YOUR INSTRUCTIONS >> Give back every line of the data, transcribed exactly.
********************
/// Applies a block patch locally, sends it, then reconciles or rolls back.
pub struct OptimisticUpdateCoordinator<B>
where
    B: BlockMutationGateway,
{
    gateway: Arc<B>,
    state: Arc<SharedPlanState>,
    bridge: TopicStatusBridge,
}

impl<B> OptimisticUpdateCoordinator<B>
where
    B: BlockMutationGateway,
{
    pub fn new(gateway: Arc<B>, state: Arc<SharedPlanState>, bridge: TopicStatusBridge) -> Self {
        Self {
            gateway,
            state,
            bridge,
        }
    }

    pub fn with_bridge(mut self, bridge: TopicStatusBridge) -> Self {
        self.bridge = bridge;
        self
    }

    pub async fn execute(
        &self,
        block_id: BlockId,
        patch: StudyBlockPatch,
    ) -> Result<StudyBlock, StoreError> {
        if patch.is_empty() {
            return Err(StoreError::EmptyPatch);
        }

        let pending = self.state.update(|state| {
            let result = begin(state, block_id, &patch);
            if let Err(error) = &result {
                state.record_error(error);
            }
            result
        })??;
        debug!(block_id, fields = ?patch.field_names(), "optimistic patch applied");

        let response = self.gateway.update_block(block_id, &patch).await;

        let completed_topic = self.state.update(|state| {
            if state.closed || state.epoch != pending.epoch {
                debug!(block_id, "discarding block update for a replaced plan");
                return Err(StoreError::Discarded);
            }
            let lock_scope = state.locks.scope();
            let Some(plan) = state.plan.as_mut() else {
                return Err(StoreError::Discarded);
            };

            match response {
                Ok(record) => {
                    let merged = reconcile_block(&pending.local_before, record);
                    let Some(current) = plan.block_mut(block_id) else {
                        state.locks.release(block_id);
                        return Err(StoreError::Discarded);
                    };
                    *current = merged.clone();
                    plan.sort_blocks_by_schedule();
                    state.locks.release(block_id);

                    let changed = if patch.completes() {
                        self.bridge
                            .on_block_completed(&mut state.topics, merged.topic_id)
                    } else {
                        None
                    };
                    info!(block_id, plan_id = merged.study_plan_id, "block update reconciled");
                    Ok((merged, changed))
                }
                Err(error) => {
                    match lock_scope {
                        LockScope::Plan => plan.study_blocks = pending.snapshot,
                        // Other blocks may have been reconciled meanwhile; only
                        // the failed block goes back to its snapshot value.
                        LockScope::Block => {
                            if let (Some(current), Some(original)) = (
                                plan.block_mut(block_id),
                                pending.snapshot.iter().find(|block| block.id == block_id),
                            ) {
                                *current = original.clone();
                            }
                        }
                    }
                    let error = StoreError::Gateway(error);
                    let message = error.to_string();
                    warn!(block_id, error = %message, "block update failed; rolled back");
                    state.locks.fail(block_id, message);
                    state.record_error(&error);
                    Err(error)
                }
            }
        })??;

        let (merged, changed) = completed_topic;
        if let Some(topic) = changed {
            self.bridge.notify(&topic);
        }
        Ok(merged)
    }
}

fn begin(
    state: &mut PlanState,
    block_id: BlockId,
    patch: &StudyBlockPatch,
) -> Result<PendingMutation, StoreError> {
    if state.closed {
        return Err(StoreError::Discarded);
    }
    let epoch = state.epoch;
    let Some(plan) = state.plan.as_mut() else {
        return Err(StoreError::NoActivePlan);
    };
    let Some(local_before) = plan.block(block_id).cloned() else {
        return Err(StoreError::UnknownBlock(block_id));
    };
    if !state.locks.try_acquire(block_id) {
        return Err(StoreError::BlockBusy(block_id));
    }

    let snapshot = plan.study_blocks.clone();
    if let Some(block) = plan.block_mut(block_id) {
        patch.apply_to(block);
    }
    state.error = None;

    Ok(PendingMutation {
        snapshot,
        local_before,
        epoch,
    })
}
********************
RESULT FOR THIS EXERCISE >>
/// Applies a block patch locally, sends it, then reconciles or rolls back.
pub struct OptimisticUpdateCoordinator<B>
where
    B: BlockMutationGateway,
{
    gateway: Arc<B>,
    state: Arc<SharedPlanState>,
    bridge: TopicStatusBridge,
}

impl<B> OptimisticUpdateCoordinator<B>
where
    B: BlockMutationGateway,
{
    pub fn new(gateway: Arc<B>, state: Arc<SharedPlanState>, bridge: TopicStatusBridge) -> Self {
        Self {
            gateway,
            state,
            bridge,
        }
    }

    pub fn with_bridge(mut self, bridge: TopicStatusBridge) -> Self {
        self.bridge = bridge;
        self
    }

    pub async fn execute(
        &self,
        block_id: BlockId,
        patch: StudyBlockPatch,
    ) -> Result<StudyBlock, StoreError> {
        if patch.is_empty() {
            return Err(StoreError::EmptyPatch);
        }

        let pending = self.state.update(|state| {
            let result = begin(state, block_id, &patch);
            if let Err(error) = &result {
                state.record_error(error);
            }
            result
        })??;
        debug!(block_id, fields = ?patch.field_names(), "optimistic patch applied");

        let response = self.gateway.update_block(block_id, &patch).await;

        let completed_topic = self.state.update(|state| {
            if state.closed || state.epoch != pending.epoch {
                debug!(block_id, "discarding block update for a replaced plan");
                return Err(StoreError::Discarded);
            }
            let lock_scope = state.locks.scope();
            let Some(plan) = state.plan.as_mut() else {
                return Err(StoreError::Discarded);
            };

            match response {
                Ok(record) => {
                    let merged = reconcile_block(&pending.local_before, record);
                    let Some(current) = plan.block_mut(block_id) else {
                        state.locks.release(block_id);
                        return Err(StoreError::Discarded);
                    };
                    *current = merged.clone();
                    plan.sort_blocks_by_schedule();
                    state.locks.release(block_id);

                    let changed = if patch.completes() {
                        self.bridge
                            .on_block_completed(&mut state.topics, merged.topic_id)
                    } else {
                        None
                    };
                    info!(block_id, plan_id = merged.study_plan_id, "block update reconciled");
                    Ok((merged, changed))
                }
                Err(error) => {
                    match lock_scope {
                        LockScope::Plan => plan.study_blocks = pending.snapshot,
                        // Other blocks may have been reconciled meanwhile; only
                        // the failed block goes back to its snapshot value.
                        LockScope::Block => {
                            if let (Some(current), Some(original)) = (
                                plan.block_mut(block_id),
                                pending.snapshot.iter().find(|block| block.id == block_id),
                            ) {
                                *current = original.clone();
                            }
                        }
                    }
                    let error = StoreError::Gateway(error);
                    let message = error.to_string();
                    warn!(block_id, error = %message, "block update failed; rolled back");
                    state.locks.fail(block_id, message);
                    state.record_error(&error);
                    Err(error)
                }
            }
        })??;

        let (merged, changed) = completed_topic;
        if let Some(topic) = changed {
            self.bridge.notify(&topic);
        }
        Ok(merged)
    }
}

fn begin(
    state: &mut PlanState,
    block_id: BlockId,
    patch: &StudyBlockPatch,
) -> Result<PendingMutation, StoreError> {
    if state.closed {
        return Err(StoreError::Discarded);
    }
    let epoch = state.epoch;
    let Some(plan) = state.plan.as_mut() else {
        return Err(StoreError::NoActivePlan);
    };
    let Some(local_before) = plan.block(block_id).cloned() else {
        return Err(StoreError::UnknownBlock(block_id));
    };
    if !state.locks.try_acquire(block_id) {
        return Err(StoreError::BlockBusy(block_id));
    }

    let snapshot = plan.study_blocks.clone();
    if let Some(block) = plan.block_mut(block_id) {
        patch.apply_to(block);
    }
    state.error = None;

    Ok(PendingMutation {
        snapshot,
        local_before,
        epoch,
    })
}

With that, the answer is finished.